#### Dataset records

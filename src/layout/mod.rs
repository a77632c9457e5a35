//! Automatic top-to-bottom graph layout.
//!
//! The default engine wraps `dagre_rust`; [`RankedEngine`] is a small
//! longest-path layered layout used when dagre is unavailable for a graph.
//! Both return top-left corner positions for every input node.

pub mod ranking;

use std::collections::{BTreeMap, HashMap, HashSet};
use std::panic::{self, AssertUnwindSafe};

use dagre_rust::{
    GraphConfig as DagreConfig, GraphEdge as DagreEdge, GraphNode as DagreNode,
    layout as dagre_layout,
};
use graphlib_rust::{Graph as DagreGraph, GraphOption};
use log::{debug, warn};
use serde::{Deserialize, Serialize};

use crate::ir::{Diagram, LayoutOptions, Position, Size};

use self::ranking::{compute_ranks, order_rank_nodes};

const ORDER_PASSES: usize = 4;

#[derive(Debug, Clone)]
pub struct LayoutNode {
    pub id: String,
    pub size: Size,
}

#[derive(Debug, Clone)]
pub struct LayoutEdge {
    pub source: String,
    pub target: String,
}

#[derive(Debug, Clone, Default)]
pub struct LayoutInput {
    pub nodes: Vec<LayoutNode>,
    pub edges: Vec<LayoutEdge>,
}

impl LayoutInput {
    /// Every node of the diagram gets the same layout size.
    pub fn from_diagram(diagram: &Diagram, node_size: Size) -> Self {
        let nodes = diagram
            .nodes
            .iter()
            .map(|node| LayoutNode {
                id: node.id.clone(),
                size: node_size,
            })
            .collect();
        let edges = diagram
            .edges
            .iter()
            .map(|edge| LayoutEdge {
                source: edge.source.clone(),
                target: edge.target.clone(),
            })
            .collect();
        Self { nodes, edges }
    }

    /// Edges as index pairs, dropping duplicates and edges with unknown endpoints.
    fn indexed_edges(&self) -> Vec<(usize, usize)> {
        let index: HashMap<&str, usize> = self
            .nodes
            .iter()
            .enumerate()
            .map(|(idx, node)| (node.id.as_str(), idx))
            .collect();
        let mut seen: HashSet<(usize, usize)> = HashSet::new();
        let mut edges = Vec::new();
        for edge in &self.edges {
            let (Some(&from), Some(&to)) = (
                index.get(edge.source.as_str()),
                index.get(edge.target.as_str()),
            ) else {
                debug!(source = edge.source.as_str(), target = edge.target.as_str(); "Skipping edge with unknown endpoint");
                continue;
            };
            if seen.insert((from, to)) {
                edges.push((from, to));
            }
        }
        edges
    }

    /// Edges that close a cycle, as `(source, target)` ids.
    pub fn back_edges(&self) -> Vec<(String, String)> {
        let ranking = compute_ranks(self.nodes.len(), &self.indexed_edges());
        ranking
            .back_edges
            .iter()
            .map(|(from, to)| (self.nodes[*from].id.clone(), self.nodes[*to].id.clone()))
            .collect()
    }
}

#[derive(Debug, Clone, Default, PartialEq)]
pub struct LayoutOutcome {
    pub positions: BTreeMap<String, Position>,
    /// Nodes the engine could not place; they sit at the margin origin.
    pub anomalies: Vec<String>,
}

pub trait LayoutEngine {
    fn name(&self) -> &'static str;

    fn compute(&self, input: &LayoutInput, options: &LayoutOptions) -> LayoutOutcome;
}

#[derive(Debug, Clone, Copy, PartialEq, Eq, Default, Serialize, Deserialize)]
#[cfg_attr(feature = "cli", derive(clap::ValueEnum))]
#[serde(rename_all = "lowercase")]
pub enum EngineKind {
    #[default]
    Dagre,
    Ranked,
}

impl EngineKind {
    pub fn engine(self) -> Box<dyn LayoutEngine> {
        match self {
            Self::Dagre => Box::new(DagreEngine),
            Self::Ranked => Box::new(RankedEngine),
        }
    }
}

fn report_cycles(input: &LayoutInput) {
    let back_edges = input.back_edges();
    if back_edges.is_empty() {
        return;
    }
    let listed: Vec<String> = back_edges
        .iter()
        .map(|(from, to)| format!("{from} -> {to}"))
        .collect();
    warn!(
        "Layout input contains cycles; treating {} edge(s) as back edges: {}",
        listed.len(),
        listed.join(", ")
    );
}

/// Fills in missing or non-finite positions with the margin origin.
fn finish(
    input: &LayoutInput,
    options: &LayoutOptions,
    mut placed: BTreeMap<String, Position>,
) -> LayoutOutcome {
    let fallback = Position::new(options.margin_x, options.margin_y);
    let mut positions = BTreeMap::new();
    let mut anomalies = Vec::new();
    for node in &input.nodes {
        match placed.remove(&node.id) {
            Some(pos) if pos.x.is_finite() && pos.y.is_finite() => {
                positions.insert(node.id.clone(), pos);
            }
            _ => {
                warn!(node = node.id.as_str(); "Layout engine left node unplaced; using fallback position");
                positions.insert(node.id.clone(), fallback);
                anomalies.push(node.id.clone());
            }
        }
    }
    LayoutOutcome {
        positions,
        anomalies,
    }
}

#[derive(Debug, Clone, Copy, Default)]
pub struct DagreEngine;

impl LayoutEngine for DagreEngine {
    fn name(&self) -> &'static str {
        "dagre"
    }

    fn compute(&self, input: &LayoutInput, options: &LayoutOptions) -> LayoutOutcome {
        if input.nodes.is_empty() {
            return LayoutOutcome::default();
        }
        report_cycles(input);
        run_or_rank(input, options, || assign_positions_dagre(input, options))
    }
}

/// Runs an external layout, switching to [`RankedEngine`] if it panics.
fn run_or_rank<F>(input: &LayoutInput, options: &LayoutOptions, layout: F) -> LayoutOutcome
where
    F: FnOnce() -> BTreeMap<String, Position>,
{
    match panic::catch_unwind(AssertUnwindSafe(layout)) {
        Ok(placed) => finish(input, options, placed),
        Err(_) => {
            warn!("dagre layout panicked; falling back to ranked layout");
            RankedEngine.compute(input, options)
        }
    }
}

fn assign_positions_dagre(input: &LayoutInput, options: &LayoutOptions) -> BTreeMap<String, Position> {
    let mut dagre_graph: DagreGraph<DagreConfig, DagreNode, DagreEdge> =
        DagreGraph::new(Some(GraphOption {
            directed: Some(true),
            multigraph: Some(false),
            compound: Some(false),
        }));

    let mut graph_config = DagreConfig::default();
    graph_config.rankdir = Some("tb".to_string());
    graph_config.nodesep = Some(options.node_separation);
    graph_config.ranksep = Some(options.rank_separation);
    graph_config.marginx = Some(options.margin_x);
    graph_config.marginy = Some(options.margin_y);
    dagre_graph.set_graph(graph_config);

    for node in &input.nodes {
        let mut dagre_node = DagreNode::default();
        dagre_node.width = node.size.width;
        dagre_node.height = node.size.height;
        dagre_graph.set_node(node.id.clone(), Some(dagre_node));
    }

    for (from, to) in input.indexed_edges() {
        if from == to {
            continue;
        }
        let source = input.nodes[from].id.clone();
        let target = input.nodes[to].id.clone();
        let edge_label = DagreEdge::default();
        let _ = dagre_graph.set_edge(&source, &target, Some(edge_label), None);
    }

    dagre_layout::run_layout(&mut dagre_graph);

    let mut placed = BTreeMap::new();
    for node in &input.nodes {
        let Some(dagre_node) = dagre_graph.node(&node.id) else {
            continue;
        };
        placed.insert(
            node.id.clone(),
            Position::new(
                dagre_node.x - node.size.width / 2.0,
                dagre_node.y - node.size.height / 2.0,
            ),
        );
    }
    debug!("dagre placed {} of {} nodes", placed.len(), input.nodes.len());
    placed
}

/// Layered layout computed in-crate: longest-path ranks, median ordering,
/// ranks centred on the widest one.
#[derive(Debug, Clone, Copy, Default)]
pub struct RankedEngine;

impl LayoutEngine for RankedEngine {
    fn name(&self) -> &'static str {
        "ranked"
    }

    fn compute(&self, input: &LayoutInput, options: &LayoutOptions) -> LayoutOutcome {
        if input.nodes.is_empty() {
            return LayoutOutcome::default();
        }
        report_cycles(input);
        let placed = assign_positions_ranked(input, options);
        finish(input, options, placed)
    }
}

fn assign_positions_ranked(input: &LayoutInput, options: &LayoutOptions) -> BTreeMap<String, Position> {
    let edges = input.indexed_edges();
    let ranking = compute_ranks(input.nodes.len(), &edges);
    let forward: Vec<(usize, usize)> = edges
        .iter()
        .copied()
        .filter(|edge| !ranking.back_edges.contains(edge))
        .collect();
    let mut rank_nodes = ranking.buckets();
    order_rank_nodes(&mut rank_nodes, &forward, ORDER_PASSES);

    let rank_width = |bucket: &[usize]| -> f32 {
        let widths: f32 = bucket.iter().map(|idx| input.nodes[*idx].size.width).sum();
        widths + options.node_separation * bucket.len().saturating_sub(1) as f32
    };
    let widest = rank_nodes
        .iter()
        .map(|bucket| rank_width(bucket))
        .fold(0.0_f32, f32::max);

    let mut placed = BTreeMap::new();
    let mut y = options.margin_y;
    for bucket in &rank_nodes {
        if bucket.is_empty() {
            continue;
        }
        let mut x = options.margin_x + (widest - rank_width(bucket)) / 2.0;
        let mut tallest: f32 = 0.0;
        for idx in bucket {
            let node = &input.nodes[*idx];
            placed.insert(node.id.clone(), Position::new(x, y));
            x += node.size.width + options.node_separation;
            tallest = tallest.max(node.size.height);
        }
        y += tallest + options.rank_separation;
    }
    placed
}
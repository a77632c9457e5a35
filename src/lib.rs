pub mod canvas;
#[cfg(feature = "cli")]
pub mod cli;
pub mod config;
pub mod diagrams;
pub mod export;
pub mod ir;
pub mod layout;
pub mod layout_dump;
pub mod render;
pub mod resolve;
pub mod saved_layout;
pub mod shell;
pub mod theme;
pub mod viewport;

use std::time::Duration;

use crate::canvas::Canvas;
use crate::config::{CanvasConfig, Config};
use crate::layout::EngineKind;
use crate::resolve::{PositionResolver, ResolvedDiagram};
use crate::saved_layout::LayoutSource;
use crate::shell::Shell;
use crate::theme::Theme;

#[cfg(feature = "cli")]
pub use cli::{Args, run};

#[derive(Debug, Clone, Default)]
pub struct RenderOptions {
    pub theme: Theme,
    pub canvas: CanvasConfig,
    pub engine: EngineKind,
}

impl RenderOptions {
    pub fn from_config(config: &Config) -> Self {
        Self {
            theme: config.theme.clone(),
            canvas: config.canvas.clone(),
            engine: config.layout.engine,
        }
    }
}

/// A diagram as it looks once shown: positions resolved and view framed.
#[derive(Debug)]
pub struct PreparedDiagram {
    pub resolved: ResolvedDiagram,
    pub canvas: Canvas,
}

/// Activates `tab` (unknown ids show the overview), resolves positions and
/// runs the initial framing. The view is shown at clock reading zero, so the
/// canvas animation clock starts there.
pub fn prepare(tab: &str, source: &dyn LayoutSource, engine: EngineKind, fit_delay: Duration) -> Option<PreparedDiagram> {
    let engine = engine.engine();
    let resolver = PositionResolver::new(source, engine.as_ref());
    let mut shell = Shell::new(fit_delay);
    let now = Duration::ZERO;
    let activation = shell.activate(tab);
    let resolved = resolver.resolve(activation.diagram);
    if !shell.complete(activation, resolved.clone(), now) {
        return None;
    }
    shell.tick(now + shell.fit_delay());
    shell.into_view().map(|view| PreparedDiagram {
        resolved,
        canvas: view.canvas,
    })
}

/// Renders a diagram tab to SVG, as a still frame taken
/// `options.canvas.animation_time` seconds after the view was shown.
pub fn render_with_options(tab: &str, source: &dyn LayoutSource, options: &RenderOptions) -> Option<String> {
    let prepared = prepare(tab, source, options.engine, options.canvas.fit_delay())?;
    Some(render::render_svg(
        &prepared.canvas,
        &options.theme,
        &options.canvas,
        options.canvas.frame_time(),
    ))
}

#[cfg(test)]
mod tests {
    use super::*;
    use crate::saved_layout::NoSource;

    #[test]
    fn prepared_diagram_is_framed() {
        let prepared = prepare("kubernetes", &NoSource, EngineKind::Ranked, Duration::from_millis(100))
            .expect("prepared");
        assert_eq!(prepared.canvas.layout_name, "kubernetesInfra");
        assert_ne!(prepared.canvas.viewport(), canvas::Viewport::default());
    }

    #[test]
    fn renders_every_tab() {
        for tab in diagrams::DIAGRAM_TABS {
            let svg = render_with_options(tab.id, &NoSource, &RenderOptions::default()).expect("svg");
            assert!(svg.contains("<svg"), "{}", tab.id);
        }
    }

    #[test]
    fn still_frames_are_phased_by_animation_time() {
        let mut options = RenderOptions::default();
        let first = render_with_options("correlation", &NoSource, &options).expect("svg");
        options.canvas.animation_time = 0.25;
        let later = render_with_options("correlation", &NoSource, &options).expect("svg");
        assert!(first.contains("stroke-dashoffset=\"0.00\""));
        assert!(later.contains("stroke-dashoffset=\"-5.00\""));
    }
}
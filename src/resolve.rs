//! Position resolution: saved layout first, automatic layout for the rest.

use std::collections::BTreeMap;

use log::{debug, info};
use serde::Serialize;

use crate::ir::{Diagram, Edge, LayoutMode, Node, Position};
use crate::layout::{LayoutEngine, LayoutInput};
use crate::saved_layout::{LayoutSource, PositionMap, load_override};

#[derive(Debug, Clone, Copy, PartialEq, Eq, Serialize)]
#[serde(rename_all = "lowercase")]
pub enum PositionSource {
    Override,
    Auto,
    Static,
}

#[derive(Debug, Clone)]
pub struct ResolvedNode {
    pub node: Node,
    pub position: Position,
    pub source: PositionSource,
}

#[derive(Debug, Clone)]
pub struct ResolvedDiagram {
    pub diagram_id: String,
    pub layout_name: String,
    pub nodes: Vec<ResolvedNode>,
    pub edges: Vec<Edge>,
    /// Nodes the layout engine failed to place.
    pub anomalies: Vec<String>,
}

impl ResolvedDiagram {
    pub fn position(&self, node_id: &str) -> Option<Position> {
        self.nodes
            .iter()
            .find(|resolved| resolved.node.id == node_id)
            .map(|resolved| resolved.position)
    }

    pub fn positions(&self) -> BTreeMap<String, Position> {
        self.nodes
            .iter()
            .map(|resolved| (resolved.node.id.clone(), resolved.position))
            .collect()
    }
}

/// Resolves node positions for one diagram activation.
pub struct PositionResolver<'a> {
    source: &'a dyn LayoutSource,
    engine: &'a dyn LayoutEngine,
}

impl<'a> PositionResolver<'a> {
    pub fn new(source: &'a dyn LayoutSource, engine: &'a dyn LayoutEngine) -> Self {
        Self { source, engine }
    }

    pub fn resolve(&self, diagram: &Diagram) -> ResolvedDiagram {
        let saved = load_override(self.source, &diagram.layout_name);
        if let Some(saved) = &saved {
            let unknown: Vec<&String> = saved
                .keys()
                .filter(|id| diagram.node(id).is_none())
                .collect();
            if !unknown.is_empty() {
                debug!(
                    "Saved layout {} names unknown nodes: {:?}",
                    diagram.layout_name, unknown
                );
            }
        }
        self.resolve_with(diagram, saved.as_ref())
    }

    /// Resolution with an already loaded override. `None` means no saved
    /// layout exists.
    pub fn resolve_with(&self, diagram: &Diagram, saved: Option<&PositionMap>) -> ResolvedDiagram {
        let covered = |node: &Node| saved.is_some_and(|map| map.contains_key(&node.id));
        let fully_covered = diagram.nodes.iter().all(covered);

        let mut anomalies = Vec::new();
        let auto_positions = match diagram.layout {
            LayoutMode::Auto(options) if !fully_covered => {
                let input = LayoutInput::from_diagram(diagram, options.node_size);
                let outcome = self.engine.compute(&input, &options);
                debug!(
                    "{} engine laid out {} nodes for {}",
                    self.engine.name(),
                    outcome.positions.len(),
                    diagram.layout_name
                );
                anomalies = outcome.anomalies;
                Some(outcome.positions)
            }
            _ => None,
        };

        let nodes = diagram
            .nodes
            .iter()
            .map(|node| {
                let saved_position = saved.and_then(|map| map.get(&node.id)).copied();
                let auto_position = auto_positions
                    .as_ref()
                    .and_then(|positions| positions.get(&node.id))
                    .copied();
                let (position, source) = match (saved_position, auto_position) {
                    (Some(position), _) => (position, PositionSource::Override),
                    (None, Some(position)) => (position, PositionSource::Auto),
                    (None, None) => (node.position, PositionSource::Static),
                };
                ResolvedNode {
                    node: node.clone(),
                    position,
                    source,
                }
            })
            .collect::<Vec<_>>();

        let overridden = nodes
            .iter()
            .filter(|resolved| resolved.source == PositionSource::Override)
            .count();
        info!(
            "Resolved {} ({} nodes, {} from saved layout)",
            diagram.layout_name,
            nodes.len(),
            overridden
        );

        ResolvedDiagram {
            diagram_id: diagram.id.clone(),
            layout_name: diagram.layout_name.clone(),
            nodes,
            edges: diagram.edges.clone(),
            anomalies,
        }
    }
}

########

# Description of the task:
From the listing, reproduce every line where the word "path" is present.

# Answer to this task:
//! longest-path layered layout used when dagre is unavailable for a graph.
/// Layered layout computed in-crate: longest-path ranks, median ordering,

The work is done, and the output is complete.